-- WHAT THE TASK REQUIRES --
Please count the lines of the data that contain "while" and state only the total.

----

//! Watershed region growth.

use crate::{
    math::{dir_offset_x, dir_offset_z},
    open_heightfield::OpenHeightfield,
    region::RegionId,
};

impl OpenHeightfield {
    /// Grows watershed regions over every walkable span.
    ///
    /// `border_size` both caps the expansion-phase iteration count
    /// (`4 + 2 * border_size`) and folds into the stopping distance
    /// `min_d` alongside `min_border_distance`. `use_conservative_expansion`
    /// enables the narrow-neck check during the expansion phase: a
    /// candidate neighbor is only adopted from if at least two of its own
    /// axis neighbors already share its region.
    pub fn build_regions(&mut self, border_size: u16, min_border_distance: u16, use_conservative_expansion: bool) {
        for span in &mut self.spans {
            span.region = RegionId::NULL;
            span.distance_to_region_core = 0;
        }

        let columns = self.column_coords();
        let n = self.spans.len();
        let mut next_id: u16 = 1;
        let min_d = border_size + min_border_distance;
        let mut d = self.max_distance.saturating_sub(1) & !1u16;

        let mut working_set: Vec<usize> = Vec::new();
        while d > min_d {
            working_set.clear();
            for i in 0..n {
                if self.spans[i].region.is_null() && self.spans[i].distance_to_border >= d {
                    working_set.push(i);
                }
            }

            self.expand_regions(&working_set, &columns, 4 + 2 * border_size, use_conservative_expansion);

            let fill_to = d.saturating_sub(2).max(min_d);
            for &i in &working_set {
                if !self.spans[i].region.is_null() {
                    continue;
                }
                let (x, z) = columns[i];
                if self.flood_new_region(i, x, z, next_id, fill_to, &columns) {
                    next_id += 1;
                }
            }

            d = d.saturating_sub(2);
        }

        // Final unbounded expansion over whatever remains unassigned.
        working_set.clear();
        for i in 0..n {
            if self.spans[i].region.is_null() {
                working_set.push(i);
            }
        }
        self.expand_regions(&working_set, &columns, u16::MAX, use_conservative_expansion);
    }

    /// Iteratively grows already-assigned regions into `working_set`,
    /// picking for each span the neighbor region with the smallest
    /// `distance_to_region_core + 2`, for at most `max_iter` passes or
    /// until a pass makes no progress.
    fn expand_regions(
        &mut self,
        working_set: &[usize],
        columns: &[(u16, u16)],
        max_iter: u16,
        use_conservative_expansion: bool,
    ) {
        let mut remaining: Vec<usize> = working_set
            .iter()
            .copied()
            .filter(|&i| self.spans[i].region.is_null())
            .collect();

        let mut iter = 0u16;
        loop {
            if remaining.is_empty() || iter >= max_iter {
                break;
            }

            let mut next_round = Vec::with_capacity(remaining.len());
            let mut assignments: Vec<(usize, RegionId, u16)> = Vec::new();

            for &i in &remaining {
                let (x, z) = columns[i];
                let mut best: Option<(RegionId, u16)> = None;
                for dir in 0..4u8 {
                    let Some(ni) = self.neighbor_index(i, x, z, dir) else {
                        continue;
                    };
                    let nregion = self.spans[ni].region;
                    if nregion.is_null() {
                        continue;
                    }
                    if use_conservative_expansion && !self.has_min_same_region_neighbors(ni, columns, nregion, 2) {
                        continue;
                    }
                    let candidate_dist = self.spans[ni].distance_to_region_core.saturating_add(2);
                    if best.is_none_or(|(_, d)| candidate_dist < d) {
                        best = Some((nregion, candidate_dist));
                    }
                }
                match best {
                    Some((region, dist)) => assignments.push((i, region, dist)),
                    None => next_round.push(i),
                }
            }

            if assignments.is_empty() {
                break;
            }
            for (i, region, dist) in assignments {
                self.spans[i].region = region;
                self.spans[i].distance_to_region_core = dist;
            }
            remaining = next_round;
            iter += 1;
        }
    }

    fn has_min_same_region_neighbors(
        &self,
        i: usize,
        columns: &[(u16, u16)],
        region: RegionId,
        min_count: usize,
    ) -> bool {
        let (x, z) = columns[i];
        let mut count = 0;
        for dir in 0..4u8 {
            if let Some(ni) = self.neighbor_index(i, x, z, dir) {
                if self.spans[ni].region == region {
                    count += 1;
                }
            }
        }
        count >= min_count
    }

    /// Attempts to seed a new region at `seed` via a bounded flood,
    /// returning `true` iff at least one span was committed to it.
    fn flood_new_region(
        &mut self,
        seed: usize,
        seed_x: u16,
        seed_z: u16,
        candidate_id: u16,
        fill_to: u16,
        columns: &[(u16, u16)],
    ) -> bool {
        let region = RegionId::new(candidate_id);
        let mut stack = vec![(seed, seed_x, seed_z)];
        self.spans[seed].region = region;
        let mut count = 0usize;

        while let Some((i, x, z)) = stack.pop() {
            if self.spans[i].region != region {
                // Rolled back (or never actually ours) by an earlier pop.
                continue;
            }

            let mut conflict = false;
            'dirs: for dir in 0..4u8 {
                let Some(ni) = self.neighbor_index(i, x, z, dir) else {
                    continue;
                };
                let nr = self.spans[ni].region;
                if !nr.is_null() && nr != region {
                    conflict = true;
                    break 'dirs;
                }
                let diag_dir = (dir + 1) & 0x3;
                let nx = (x as i32 + dir_offset_x(dir)) as u16;
                let nz = (z as i32 + dir_offset_z(dir)) as u16;
                if let Some(di) = self.neighbor_index(ni, nx, nz, diag_dir) {
                    let dr = self.spans[di].region;
                    if !dr.is_null() && dr != region {
                        conflict = true;
                        break 'dirs;
                    }
                }
            }

            if conflict {
                self.spans[i].region = RegionId::NULL;
                continue;
            }

            count += 1;
            for dir in 0..4u8 {
                let Some(ni) = self.neighbor_index(i, x, z, dir) else {
                    continue;
                };
                if self.spans[ni].region.is_null() && self.spans[ni].distance_to_border >= fill_to {
                    let (nx, nz) = columns[ni];
                    self.spans[ni].region = region;
                    stack.push((ni, nx, nz));
                }
            }
        }

        count > 0
    }
}

#[cfg(test)]
mod tests {
    use super::*;
    use crate::{heightfield::HeightfieldBuilder, math::Aabb3d, span::SpanFlags};
    use glam::Vec3A;

    fn flat_open_field(size: u16) -> OpenHeightfield {
        let mut hf = HeightfieldBuilder {
            aabb: Aabb3d::new(Vec3A::ZERO, Vec3A::new(size as f32, 10.0, size as f32)),
            cell_size: 1.0,
            cell_height: 1.0,
        }
        .build()
        .unwrap();
        for z in 0..size {
            for x in 0..size {
                hf.add_span(x, z, 0, 2, SpanFlags::WALKABLE).unwrap();
            }
        }
        let mut open = OpenHeightfield::from_solid_heightfield(&hf, 2, 1).unwrap();
        open.build_distance_field();
        open
    }

    #[test]
    fn flat_square_grows_a_single_region() {
        let mut open = flat_open_field(8);
        open.build_regions(0, 0, true);
        let assigned: Vec<RegionId> = open.spans.iter().map(|s| s.region).collect();
        assert!(assigned.iter().all(|r| !r.is_null()), "every span should end up assigned");
        let first = assigned[0];
        assert!(assigned.iter().all(|&r| r == first), "a flat square should grow one region");
    }

    #[test]
    fn tiny_field_still_gets_assigned_by_final_pass() {
        let mut open = flat_open_field(2);
        open.build_regions(0, 0, false);
        assert!(open.spans.iter().all(|s| !s.region.is_null()));
    }
}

----

-- RESULT FOR THIS EXERCISE --
2